-- Task objective --
Scan the entries and copy each line where the word "once" is present.

-- Data for the task --
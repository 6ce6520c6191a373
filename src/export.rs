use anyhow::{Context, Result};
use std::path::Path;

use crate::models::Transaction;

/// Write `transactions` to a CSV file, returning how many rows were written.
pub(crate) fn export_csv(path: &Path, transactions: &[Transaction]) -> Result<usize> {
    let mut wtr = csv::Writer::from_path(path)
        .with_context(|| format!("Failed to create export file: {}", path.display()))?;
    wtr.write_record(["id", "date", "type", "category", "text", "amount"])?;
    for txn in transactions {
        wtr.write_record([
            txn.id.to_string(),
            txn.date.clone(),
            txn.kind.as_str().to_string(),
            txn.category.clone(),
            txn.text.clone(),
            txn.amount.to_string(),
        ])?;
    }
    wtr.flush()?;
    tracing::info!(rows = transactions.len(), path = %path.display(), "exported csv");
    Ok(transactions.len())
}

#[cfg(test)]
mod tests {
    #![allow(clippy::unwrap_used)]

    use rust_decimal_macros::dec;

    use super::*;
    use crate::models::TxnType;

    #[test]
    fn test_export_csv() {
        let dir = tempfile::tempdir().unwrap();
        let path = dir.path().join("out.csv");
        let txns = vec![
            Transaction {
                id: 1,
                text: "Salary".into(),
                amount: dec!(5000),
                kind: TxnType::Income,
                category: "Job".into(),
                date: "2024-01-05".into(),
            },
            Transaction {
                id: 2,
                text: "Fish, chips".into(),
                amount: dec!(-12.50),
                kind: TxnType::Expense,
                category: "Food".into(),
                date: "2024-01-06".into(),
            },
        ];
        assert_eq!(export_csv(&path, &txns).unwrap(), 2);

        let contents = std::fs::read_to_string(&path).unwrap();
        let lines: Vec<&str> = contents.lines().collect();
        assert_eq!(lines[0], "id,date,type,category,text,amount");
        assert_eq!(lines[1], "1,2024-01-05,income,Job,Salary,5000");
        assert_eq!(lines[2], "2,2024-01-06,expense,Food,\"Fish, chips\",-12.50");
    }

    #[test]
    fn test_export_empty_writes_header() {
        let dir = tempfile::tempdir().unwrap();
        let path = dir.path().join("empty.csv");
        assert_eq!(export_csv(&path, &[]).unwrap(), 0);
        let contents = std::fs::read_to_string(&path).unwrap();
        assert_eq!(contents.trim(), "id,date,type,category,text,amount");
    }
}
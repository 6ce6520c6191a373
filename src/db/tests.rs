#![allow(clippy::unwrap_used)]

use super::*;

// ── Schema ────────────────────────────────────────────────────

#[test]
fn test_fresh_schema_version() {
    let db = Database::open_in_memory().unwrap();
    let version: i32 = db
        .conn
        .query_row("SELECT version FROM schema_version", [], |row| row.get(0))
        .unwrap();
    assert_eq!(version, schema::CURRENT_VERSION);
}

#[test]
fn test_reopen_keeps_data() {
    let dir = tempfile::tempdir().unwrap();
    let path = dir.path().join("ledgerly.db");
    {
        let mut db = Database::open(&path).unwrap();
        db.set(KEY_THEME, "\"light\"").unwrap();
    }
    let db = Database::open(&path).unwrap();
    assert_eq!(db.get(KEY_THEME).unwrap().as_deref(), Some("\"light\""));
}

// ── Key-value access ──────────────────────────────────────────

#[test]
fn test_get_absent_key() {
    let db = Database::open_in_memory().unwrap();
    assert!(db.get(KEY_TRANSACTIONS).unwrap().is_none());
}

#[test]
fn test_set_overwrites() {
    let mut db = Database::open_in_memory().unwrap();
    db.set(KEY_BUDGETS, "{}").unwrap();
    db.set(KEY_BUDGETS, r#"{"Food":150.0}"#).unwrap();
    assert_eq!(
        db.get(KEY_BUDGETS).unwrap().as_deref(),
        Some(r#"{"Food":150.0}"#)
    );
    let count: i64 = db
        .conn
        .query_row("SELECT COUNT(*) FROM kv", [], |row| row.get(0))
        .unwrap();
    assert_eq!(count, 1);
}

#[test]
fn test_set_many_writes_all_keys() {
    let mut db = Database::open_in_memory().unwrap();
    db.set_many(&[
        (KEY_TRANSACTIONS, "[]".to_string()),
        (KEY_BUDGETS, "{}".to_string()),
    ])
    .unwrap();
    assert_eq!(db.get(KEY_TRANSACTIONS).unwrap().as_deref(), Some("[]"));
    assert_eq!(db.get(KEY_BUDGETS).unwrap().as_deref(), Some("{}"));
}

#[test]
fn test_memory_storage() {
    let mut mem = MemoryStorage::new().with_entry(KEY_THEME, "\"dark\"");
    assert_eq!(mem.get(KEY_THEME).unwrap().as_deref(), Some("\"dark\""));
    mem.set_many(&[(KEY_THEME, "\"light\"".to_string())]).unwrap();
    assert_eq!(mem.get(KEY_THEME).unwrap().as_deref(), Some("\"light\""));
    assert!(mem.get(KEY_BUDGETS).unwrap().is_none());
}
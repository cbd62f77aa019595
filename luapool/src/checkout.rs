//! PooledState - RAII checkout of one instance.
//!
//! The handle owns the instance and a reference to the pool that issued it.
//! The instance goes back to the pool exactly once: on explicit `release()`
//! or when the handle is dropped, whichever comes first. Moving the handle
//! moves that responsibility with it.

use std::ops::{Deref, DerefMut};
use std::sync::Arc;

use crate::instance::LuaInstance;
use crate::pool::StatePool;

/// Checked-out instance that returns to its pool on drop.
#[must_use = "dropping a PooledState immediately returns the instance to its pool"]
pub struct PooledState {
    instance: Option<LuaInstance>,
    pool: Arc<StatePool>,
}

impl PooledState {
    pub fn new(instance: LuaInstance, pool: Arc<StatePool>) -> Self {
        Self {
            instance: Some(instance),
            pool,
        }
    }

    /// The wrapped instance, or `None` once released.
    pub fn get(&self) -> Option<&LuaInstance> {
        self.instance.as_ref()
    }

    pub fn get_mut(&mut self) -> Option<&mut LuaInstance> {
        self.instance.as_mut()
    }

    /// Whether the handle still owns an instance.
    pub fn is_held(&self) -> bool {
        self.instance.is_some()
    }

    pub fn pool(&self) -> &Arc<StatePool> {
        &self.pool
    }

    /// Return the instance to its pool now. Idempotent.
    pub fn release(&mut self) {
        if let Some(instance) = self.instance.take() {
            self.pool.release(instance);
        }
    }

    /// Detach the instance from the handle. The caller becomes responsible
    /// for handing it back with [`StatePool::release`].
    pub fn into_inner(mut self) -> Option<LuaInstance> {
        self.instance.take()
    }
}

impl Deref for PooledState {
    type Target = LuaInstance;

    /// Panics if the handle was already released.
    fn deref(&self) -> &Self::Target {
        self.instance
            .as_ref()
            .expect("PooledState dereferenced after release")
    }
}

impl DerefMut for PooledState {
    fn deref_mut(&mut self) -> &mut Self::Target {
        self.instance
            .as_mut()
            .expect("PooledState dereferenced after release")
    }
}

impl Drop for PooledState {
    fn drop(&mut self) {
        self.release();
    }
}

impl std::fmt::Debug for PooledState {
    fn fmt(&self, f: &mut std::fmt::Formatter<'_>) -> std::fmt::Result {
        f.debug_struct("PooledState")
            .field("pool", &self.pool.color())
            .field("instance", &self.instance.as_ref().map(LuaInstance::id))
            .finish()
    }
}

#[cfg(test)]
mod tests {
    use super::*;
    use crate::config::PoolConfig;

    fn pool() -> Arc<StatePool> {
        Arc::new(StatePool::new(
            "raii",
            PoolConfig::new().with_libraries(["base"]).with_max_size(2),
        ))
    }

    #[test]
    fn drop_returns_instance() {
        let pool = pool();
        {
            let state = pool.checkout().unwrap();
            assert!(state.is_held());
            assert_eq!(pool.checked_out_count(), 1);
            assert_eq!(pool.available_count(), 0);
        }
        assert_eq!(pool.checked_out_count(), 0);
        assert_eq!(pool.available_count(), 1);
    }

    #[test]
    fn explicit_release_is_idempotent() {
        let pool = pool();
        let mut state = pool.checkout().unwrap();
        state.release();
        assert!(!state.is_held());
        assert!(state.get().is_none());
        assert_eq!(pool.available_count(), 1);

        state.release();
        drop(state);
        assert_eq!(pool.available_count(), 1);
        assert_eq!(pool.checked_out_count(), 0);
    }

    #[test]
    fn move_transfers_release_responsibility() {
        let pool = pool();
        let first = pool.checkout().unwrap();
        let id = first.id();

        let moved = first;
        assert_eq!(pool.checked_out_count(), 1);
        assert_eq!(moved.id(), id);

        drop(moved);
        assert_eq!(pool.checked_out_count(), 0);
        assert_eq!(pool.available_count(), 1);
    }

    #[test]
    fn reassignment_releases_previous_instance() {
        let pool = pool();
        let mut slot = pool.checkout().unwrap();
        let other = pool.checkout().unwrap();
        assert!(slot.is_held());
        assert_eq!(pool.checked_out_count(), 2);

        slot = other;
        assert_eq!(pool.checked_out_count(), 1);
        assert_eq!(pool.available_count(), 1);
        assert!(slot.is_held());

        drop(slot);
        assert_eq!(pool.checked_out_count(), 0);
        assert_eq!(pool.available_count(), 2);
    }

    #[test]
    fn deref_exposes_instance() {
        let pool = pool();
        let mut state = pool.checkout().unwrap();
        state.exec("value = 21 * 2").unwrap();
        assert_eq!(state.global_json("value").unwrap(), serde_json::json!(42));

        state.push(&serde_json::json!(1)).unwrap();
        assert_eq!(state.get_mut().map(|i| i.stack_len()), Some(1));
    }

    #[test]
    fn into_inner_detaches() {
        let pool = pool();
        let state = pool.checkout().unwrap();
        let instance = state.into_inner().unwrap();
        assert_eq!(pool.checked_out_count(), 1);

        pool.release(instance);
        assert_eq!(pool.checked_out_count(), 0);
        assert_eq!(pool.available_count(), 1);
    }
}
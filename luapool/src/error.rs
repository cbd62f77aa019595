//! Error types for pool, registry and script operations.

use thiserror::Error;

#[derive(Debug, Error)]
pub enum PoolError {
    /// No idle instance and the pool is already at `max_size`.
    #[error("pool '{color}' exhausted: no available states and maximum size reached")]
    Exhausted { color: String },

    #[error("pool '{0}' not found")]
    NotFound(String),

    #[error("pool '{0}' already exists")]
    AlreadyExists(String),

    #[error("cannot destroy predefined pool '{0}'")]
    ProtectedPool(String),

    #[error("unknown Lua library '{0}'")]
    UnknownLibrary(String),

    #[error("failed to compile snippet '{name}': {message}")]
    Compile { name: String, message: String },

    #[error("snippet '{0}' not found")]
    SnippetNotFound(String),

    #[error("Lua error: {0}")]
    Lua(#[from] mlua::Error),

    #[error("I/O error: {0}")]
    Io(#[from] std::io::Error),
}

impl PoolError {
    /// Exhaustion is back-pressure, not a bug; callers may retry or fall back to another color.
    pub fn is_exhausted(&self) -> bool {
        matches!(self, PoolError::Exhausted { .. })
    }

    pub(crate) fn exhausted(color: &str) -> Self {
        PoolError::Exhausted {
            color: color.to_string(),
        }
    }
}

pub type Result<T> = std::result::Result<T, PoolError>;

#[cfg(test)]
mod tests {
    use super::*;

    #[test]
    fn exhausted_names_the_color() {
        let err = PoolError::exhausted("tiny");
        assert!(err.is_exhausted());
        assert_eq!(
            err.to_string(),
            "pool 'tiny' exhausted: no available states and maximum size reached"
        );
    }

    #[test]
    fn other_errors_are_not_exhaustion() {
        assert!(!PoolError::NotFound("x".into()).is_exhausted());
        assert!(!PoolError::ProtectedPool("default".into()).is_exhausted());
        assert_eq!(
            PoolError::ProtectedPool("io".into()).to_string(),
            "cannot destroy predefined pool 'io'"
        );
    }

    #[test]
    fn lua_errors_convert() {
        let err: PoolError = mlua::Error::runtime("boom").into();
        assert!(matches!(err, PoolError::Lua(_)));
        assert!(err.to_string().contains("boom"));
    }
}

-- Response for this exercise --
//! The instance goes back to the pool exactly once: on explicit `release()`
    /// The wrapped instance, or `None` once released.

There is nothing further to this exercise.